==== Data under study ====

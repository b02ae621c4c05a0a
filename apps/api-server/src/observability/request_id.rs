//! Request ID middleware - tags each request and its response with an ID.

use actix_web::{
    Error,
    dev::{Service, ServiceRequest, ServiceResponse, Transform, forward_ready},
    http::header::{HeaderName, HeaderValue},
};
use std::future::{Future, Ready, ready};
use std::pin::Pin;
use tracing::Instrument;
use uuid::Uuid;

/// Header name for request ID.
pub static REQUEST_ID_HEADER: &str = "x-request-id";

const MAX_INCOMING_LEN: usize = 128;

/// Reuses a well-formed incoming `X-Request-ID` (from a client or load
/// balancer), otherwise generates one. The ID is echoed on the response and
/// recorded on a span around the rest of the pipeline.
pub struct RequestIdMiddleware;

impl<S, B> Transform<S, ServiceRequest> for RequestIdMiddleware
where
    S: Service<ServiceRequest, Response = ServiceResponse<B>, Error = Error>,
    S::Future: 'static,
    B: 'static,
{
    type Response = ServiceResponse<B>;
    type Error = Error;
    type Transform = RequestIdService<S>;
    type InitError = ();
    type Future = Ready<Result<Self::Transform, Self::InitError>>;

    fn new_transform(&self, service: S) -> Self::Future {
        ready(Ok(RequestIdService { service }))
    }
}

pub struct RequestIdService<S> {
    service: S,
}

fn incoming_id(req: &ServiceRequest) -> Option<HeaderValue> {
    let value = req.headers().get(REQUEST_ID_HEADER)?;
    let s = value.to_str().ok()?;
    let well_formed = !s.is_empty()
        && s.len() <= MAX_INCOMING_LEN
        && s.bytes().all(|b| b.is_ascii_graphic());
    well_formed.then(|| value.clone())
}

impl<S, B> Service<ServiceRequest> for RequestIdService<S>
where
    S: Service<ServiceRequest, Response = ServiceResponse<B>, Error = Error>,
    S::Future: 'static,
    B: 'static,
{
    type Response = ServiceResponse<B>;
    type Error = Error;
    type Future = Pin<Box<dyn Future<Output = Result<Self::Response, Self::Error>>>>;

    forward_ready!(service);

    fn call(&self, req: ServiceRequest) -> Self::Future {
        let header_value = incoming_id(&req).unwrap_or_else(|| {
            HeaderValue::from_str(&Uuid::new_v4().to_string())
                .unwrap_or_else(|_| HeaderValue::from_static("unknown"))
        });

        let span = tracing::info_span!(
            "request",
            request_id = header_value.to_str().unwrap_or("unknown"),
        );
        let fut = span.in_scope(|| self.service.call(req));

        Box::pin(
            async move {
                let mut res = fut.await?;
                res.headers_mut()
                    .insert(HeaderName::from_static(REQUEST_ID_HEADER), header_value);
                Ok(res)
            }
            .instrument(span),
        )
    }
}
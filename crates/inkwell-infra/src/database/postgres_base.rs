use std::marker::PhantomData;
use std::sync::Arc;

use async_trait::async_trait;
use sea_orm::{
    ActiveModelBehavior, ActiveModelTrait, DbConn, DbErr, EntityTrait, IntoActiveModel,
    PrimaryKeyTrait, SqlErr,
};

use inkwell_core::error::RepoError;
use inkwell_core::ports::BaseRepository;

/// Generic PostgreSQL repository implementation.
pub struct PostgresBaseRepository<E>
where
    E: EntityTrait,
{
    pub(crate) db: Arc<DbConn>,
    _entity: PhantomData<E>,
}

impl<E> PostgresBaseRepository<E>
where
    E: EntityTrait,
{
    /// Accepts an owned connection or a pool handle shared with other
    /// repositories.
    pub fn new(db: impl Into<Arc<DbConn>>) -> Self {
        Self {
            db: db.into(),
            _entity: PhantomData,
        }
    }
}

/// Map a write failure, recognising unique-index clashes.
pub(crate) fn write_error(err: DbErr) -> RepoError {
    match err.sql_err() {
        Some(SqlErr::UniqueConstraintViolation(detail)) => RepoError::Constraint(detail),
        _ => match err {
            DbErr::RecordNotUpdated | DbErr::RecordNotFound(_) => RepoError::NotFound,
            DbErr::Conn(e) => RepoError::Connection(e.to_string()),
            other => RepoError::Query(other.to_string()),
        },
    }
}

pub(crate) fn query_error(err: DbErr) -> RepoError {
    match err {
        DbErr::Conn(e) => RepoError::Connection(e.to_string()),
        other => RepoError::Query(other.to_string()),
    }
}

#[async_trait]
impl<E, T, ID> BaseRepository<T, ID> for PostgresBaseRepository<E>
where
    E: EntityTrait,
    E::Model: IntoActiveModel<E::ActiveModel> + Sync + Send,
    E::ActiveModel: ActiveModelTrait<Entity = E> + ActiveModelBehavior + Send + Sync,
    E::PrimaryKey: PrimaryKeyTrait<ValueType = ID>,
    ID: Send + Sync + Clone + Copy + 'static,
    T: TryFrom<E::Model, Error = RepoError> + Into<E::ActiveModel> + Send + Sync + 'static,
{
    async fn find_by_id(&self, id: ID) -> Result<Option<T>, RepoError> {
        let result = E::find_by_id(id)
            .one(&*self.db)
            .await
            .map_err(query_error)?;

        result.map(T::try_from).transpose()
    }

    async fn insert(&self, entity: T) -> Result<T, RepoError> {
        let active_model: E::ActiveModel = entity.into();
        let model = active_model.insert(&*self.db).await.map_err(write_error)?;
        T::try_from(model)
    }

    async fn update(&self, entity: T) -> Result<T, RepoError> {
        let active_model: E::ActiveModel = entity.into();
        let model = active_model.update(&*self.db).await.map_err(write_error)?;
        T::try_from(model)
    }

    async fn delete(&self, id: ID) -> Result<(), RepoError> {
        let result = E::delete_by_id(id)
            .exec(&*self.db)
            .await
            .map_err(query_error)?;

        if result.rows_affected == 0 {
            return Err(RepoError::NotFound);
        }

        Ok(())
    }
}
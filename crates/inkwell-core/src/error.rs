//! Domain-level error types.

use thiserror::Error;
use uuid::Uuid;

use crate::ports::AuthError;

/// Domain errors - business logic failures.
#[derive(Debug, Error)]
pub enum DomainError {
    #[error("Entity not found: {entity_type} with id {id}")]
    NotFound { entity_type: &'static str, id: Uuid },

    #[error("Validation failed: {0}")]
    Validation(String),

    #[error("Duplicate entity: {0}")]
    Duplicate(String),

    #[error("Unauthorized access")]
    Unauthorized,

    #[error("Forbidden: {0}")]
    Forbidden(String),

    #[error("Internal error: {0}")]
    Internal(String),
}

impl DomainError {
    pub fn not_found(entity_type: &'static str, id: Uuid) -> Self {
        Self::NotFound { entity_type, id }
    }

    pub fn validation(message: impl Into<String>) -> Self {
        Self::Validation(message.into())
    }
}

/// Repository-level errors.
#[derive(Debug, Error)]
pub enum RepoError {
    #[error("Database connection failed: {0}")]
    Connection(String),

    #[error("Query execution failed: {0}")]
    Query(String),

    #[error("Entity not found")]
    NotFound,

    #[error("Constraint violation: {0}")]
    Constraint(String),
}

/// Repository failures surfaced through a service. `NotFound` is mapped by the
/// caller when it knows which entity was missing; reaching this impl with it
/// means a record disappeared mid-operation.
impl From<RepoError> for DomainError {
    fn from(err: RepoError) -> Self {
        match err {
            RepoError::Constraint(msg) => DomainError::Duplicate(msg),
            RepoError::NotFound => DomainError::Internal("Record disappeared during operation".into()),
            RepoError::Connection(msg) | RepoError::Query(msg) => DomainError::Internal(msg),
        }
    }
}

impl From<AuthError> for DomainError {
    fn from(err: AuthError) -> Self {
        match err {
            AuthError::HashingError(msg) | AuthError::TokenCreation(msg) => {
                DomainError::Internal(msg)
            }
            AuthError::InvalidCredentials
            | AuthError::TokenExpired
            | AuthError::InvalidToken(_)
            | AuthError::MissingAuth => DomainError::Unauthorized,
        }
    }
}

====

Could you retype exactly the lines above, starting at the line that contains "type Future = Ready<Result<Self::Transform, Self::InitError>>;" and ending at the line that contains "HeaderValue::from_str(&Uuid::new_v4().to_string())", and nothing more?

    type Future = Ready<Result<Self::Transform, Self::InitError>>;

    fn new_transform(&self, service: S) -> Self::Future {
        ready(Ok(RequestIdService { service }))
    }
}

pub struct RequestIdService<S> {
    service: S,
}

fn incoming_id(req: &ServiceRequest) -> Option<HeaderValue> {
    let value = req.headers().get(REQUEST_ID_HEADER)?;
    let s = value.to_str().ok()?;
    let well_formed = !s.is_empty()
        && s.len() <= MAX_INCOMING_LEN
        && s.bytes().all(|b| b.is_ascii_graphic());
    well_formed.then(|| value.clone())
}

impl<S, B> Service<ServiceRequest> for RequestIdService<S>
where
    S: Service<ServiceRequest, Response = ServiceResponse<B>, Error = Error>,
    S::Future: 'static,
    B: 'static,
{
    type Response = ServiceResponse<B>;
    type Error = Error;
    type Future = Pin<Box<dyn Future<Output = Result<Self::Response, Self::Error>>>>;

    forward_ready!(service);

    fn call(&self, req: ServiceRequest) -> Self::Future {
        let header_value = incoming_id(&req).unwrap_or_else(|| {
            HeaderValue::from_str(&Uuid::new_v4().to_string())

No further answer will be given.